------ Supplied data ------

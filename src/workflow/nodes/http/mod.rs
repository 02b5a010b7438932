mod models;

use std::time::Duration;

use async_trait::async_trait;
use reqwest::{
    header::{CONTENT_TYPE, HeaderMap, HeaderName, HeaderValue, InvalidHeaderName, InvalidHeaderValue},
    redirect::Policy,
};
use serde_json::{Map, Value, json};
use tracing::{error, info, warn};

use crate::{DagflowError, Result, config::HttpConfig, model::NodeType, runtime::ExecutionContext, workflow::template::Resolver};

use super::{NodeConfig, NodeExecutor, seconds};

pub use models::*;

const STATUS_CODE_KEY: &str = "status_code";
const STATUS_KEY: &str = "status";
const HEADERS_KEY: &str = "headers";
const BODY_KEY: &str = "body";
const DATA_KEY: &str = "data";
const SUCCESS_KEY: &str = "success";
const URL_KEY: &str = "url";
const METHOD_KEY: &str = "method";

impl NodeConfig for HttpNodeConfig {
    fn schema() -> Value {
        json!({
            "type": "object",
            "required": ["url"],
            "properties": {
                "url": {
                    "type": "string",
                    "minLength": 1,
                    "description": "Request URL, supports template variables like {nodeId.key}"
                },
                "method": {
                    "type": "string",
                    "enum": ["GET", "POST", "PUT", "PATCH", "DELETE", "HEAD", "OPTIONS", "get", "post", "put", "patch", "delete", "head", "options"]
                },
                "headers": {
                    "type": "object",
                    "description": "HTTP headers, string values support template variables"
                },
                "body": {
                    "description": "A string (resolved, then parsed as JSON when possible) or a JSON value resolved leaf by leaf"
                },
                "timeout": {
                    "type": "number",
                    "exclusiveMinimum": 0,
                    "description": "Request timeout in seconds"
                },
                "retry_count": { "type": "integer", "minimum": 0 },
                "retryCount": { "type": "integer", "minimum": 0 },
                "validate_ssl": { "type": "boolean" },
                "validateSSL": { "type": "boolean" },
                "follow_redirect": { "type": "boolean" },
                "followRedirect": { "type": "boolean" }
            }
        })
    }
}

/// Calls an external HTTP endpoint.
///
/// Transport failures are retried `retry_count` times with a fixed delay. Any
/// response, whatever its status, is a successful node output.
#[derive(Debug, Clone)]
pub struct HttpExecutor {
    retry_delay: Duration,
}

impl HttpExecutor {
    pub fn new(config: &HttpConfig) -> Self {
        Self {
            retry_delay: Duration::from_millis(config.retry_delay_ms),
        }
    }

    fn build_client(config: &HttpNodeConfig) -> Result<reqwest::Client> {
        let redirect = if config.follow_redirect {
            Policy::default()
        } else {
            Policy::none()
        };
        let client = reqwest::Client::builder()
            .danger_accept_invalid_certs(!config.validate_ssl)
            .redirect(redirect)
            .timeout(seconds(config.timeout)?)
            .build()?;
        Ok(client)
    }

    fn build_headers(
        config: &HttpNodeConfig,
        ctx: &ExecutionContext,
        resolver: &Resolver,
    ) -> Result<HeaderMap> {
        let mut headers = HeaderMap::new();
        for (key, value) in &config.headers {
            let resolved = match value {
                Value::String(s) => resolver.resolve(s, ctx)?,
                v => v.to_string(),
            };
            headers.insert(
                key.parse::<HeaderName>().map_err(|err: InvalidHeaderName| DagflowError::Node(err.to_string()))?,
                resolved.parse::<HeaderValue>().map_err(|err: InvalidHeaderValue| DagflowError::Node(err.to_string()))?,
            );
        }
        Ok(headers)
    }

    fn build_body(
        config: &HttpNodeConfig,
        ctx: &ExecutionContext,
        resolver: &Resolver,
    ) -> Result<Option<HttpBody>> {
        let body = match &config.body {
            None | Some(Value::Null) => None,
            Some(Value::String(s)) if s.is_empty() => None,
            Some(Value::Object(o)) if o.is_empty() => None,
            Some(Value::String(s)) => {
                let text = resolver.resolve(s, ctx)?;
                match serde_json::from_str::<Value>(&text) {
                    Ok(v @ (Value::Object(_) | Value::Array(_))) => Some(HttpBody::Json(v)),
                    _ => Some(HttpBody::Text(text)),
                }
            }
            Some(v) => Some(HttpBody::Json(resolver.resolve_value(v, ctx)?)),
        };
        Ok(body)
    }

    async fn send(
        client: &reqwest::Client,
        method: HttpRequestMethod,
        url: &str,
        headers: &HeaderMap,
        body: Option<&HttpBody>,
    ) -> Result<Value> {
        let mut request = client.request(method.into(), url).headers(headers.clone());
        match body {
            Some(HttpBody::Json(v)) => request = request.json(v),
            Some(HttpBody::Text(t)) => request = request.body(t.clone()),
            None => {}
        }

        let res = request.send().await?;
        let status = res.status().as_u16();
        let is_json = res.headers().get(CONTENT_TYPE).and_then(|v| v.to_str().ok()).is_some_and(|ct| ct.contains("json"));
        let response_headers: Map<String, Value> = res.headers().iter().map(|(k, v)| (k.to_string(), Value::String(v.to_str().unwrap_or("").to_string()))).collect();

        let text = res.text().await?;
        let body = if is_json {
            serde_json::from_str::<Value>(&text).unwrap_or(Value::String(text))
        } else {
            Value::String(text)
        };

        let mut output = Map::new();
        output.insert(STATUS_CODE_KEY.to_string(), status.into());
        output.insert(STATUS_KEY.to_string(), status.into());
        output.insert(HEADERS_KEY.to_string(), Value::Object(response_headers));
        output.insert(BODY_KEY.to_string(), body.clone());
        output.insert(DATA_KEY.to_string(), body);
        output.insert(SUCCESS_KEY.to_string(), (200..300).contains(&status).into());
        output.insert(URL_KEY.to_string(), url.into());
        output.insert(METHOD_KEY.to_string(), method.as_ref().into());
        Ok(Value::Object(output))
    }
}

#[async_trait]
impl NodeExecutor for HttpExecutor {
    fn node_type(&self) -> NodeType {
        NodeType::Http
    }

    async fn execute(
        &self,
        data: &Value,
        ctx: &ExecutionContext,
        resolver: &Resolver,
    ) -> Result<Value> {
        let config = HttpNodeConfig::parse(data)?;

        let url = resolver.resolve(&config.url, ctx)?;
        let headers = Self::build_headers(&config, ctx, resolver)?;
        let body = Self::build_body(&config, ctx, resolver)?;
        let client = Self::build_client(&config)?;

        let attempts = config.retry_count.saturating_add(1);
        let mut attempt = 1;
        loop {
            match Self::send(&client, config.method, &url, &headers, body.as_ref()).await {
                Ok(output) => {
                    info!(url = %url, status = %output[STATUS_CODE_KEY], attempt, attempts, "http request completed");
                    return Ok(output);
                }
                Err(err) if attempt < attempts => {
                    warn!(url = %url, attempt, attempts, error = %err, "http request failed, retrying");
                    attempt += 1;
                    tokio::time::sleep(self.retry_delay).await;
                }
                Err(err) => {
                    error!(url = %url, attempts, error = %err, "http request failed");
                    return Err(err);
                }
            }
        }
    }
}
//! Structural validation of a workflow graph.
//!
//! Run this before persisting or executing a workflow. Validation is a pure
//! pass over the model: every applicable check runs so that all problems are
//! reported together.

use std::collections::{HashMap, HashSet};

use petgraph::{
    Direction,
    graph::{DiGraph, NodeIndex},
    visit::Bfs,
};
use serde::{Deserialize, Serialize};

use crate::{
    model::{EdgeModel, NodeModel, NodeType},
    runtime::INPUT_KEY,
};

/// Outcome of [`validate`]. Warnings alone do not make a graph invalid.
#[derive(Debug, Clone, Default, PartialEq, Eq, Serialize, Deserialize)]
pub struct ValidationResult {
    pub is_valid: bool,
    pub errors: Vec<String>,
    pub warnings: Vec<String>,
}

#[derive(Debug, Clone, Copy, PartialEq, Eq)]
enum Color {
    Unvisited,
    InProgress,
    Done,
}

/// Validate nodes and edges of a workflow.
pub fn validate(
    nodes: &[NodeModel],
    edges: &[EdgeModel],
) -> ValidationResult {
    let mut errors = Vec::new();
    let mut warnings = Vec::new();

    let mut seen = HashSet::new();
    for node in nodes {
        if !seen.insert(node.id.as_str()) {
            errors.push(format!("duplicate node id '{}'", node.id));
        }
        if node.id == INPUT_KEY {
            errors.push(format!("node id '{}' is reserved for the run input", INPUT_KEY));
        }
    }

    let starts: Vec<&NodeModel> = nodes.iter().filter(|n| n.node_type == NodeType::Start).collect();
    let ends = nodes.iter().filter(|n| n.node_type == NodeType::End).count();
    if starts.len() != 1 {
        errors.push(format!("workflow must contain exactly one start node, found {}", starts.len()));
    }
    if ends != 1 {
        errors.push(format!("workflow must contain exactly one end node, found {}", ends));
    }
    if starts.len() != 1 || ends != 1 {
        return ValidationResult {
            is_valid: false,
            errors,
            warnings,
        };
    }

    // First declaration wins for duplicated ids; the duplicate is already an error.
    let mut graph: DiGraph<&str, ()> = DiGraph::new();
    let mut index: HashMap<&str, NodeIndex> = HashMap::new();
    for node in nodes {
        if !index.contains_key(node.id.as_str()) {
            index.insert(node.id.as_str(), graph.add_node(node.id.as_str()));
        }
    }

    for edge in edges {
        let source = index.get(edge.source.as_str());
        let target = index.get(edge.target.as_str());
        if source.is_none() {
            errors.push(format!("edge '{}' references unknown source node '{}'", edge.id, edge.source));
        }
        if target.is_none() {
            errors.push(format!("edge '{}' references unknown target node '{}'", edge.id, edge.target));
        }
        if let (Some(s), Some(t)) = (source, target) {
            graph.add_edge(*s, *t, ());
        }
    }

    if let Some(node) = find_cycle(&graph) {
        errors.push(format!("graph must be acyclic: cycle detected at node '{}'", graph[node]));
    }

    let start = index[starts[0].id.as_str()];
    let mut reached = vec![false; graph.node_count()];
    let mut bfs = Bfs::new(&graph, start);
    while let Some(idx) = bfs.next(&graph) {
        reached[idx.index()] = true;
    }
    let unreachable: Vec<&str> = graph.node_indices().filter(|idx| !reached[idx.index()]).map(|idx| graph[idx]).collect();
    if !unreachable.is_empty() {
        warnings.push(format!("nodes unreachable from start: {}", unreachable.join(", ")));
    }

    let connected: HashSet<&str> = edges.iter().flat_map(|e| [e.source.as_str(), e.target.as_str()]).collect();
    let isolated: Vec<&str> = nodes
        .iter()
        .filter(|n| !matches!(n.node_type, NodeType::Start | NodeType::End) && !connected.contains(n.id.as_str()))
        .map(|n| n.id.as_str())
        .collect();
    if !isolated.is_empty() {
        warnings.push(format!("isolated nodes with no edges: {}", isolated.join(", ")));
    }

    ValidationResult {
        is_valid: errors.is_empty(),
        errors,
        warnings,
    }
}

/// Three-colour depth-first search. Returns the node a back-edge points to.
fn find_cycle(graph: &DiGraph<&str, ()>) -> Option<NodeIndex> {
    struct Frame {
        node: NodeIndex,
        succs: Vec<NodeIndex>,
        next: usize,
    }

    let successors = |idx: NodeIndex| -> Vec<NodeIndex> { graph.neighbors_directed(idx, Direction::Outgoing).collect() };
    let mut color = vec![Color::Unvisited; graph.node_count()];

    for root in graph.node_indices() {
        if color[root.index()] != Color::Unvisited {
            continue;
        }
        color[root.index()] = Color::InProgress;
        let mut stack = vec![Frame {
            node: root,
            succs: successors(root),
            next: 0,
        }];

        while let Some(frame) = stack.last_mut() {
            if frame.next < frame.succs.len() {
                let succ = frame.succs[frame.next];
                frame.next += 1;
                match color[succ.index()] {
                    Color::InProgress => return Some(succ),
                    Color::Unvisited => {
                        color[succ.index()] = Color::InProgress;
                        stack.push(Frame {
                            node: succ,
                            succs: successors(succ),
                            next: 0,
                        });
                    }
                    Color::Done => {}
                }
            } else {
                color[frame.node.index()] = Color::Done;
                stack.pop();
            }
        }
    }

    None
}
mod dispatcher;
mod run;

pub use dispatcher::Dispatcher;
pub use run::{Run, RunOutput, RunState};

------

_The task_
Which lines above run from the one containing "let client = Self::build_client(&config)?;" to the one containing "return Ok(output);"? Give them again exactly, both ends included.

_Exercise solution_
        let client = Self::build_client(&config)?;

        let attempts = config.retry_count.saturating_add(1);
        let mut attempt = 1;
        loop {
            match Self::send(&client, config.method, &url, &headers, body.as_ref()).await {
                Ok(output) => {
                    info!(url = %url, status = %output[STATUS_CODE_KEY], attempt, attempts, "http request completed");
                    return Ok(output);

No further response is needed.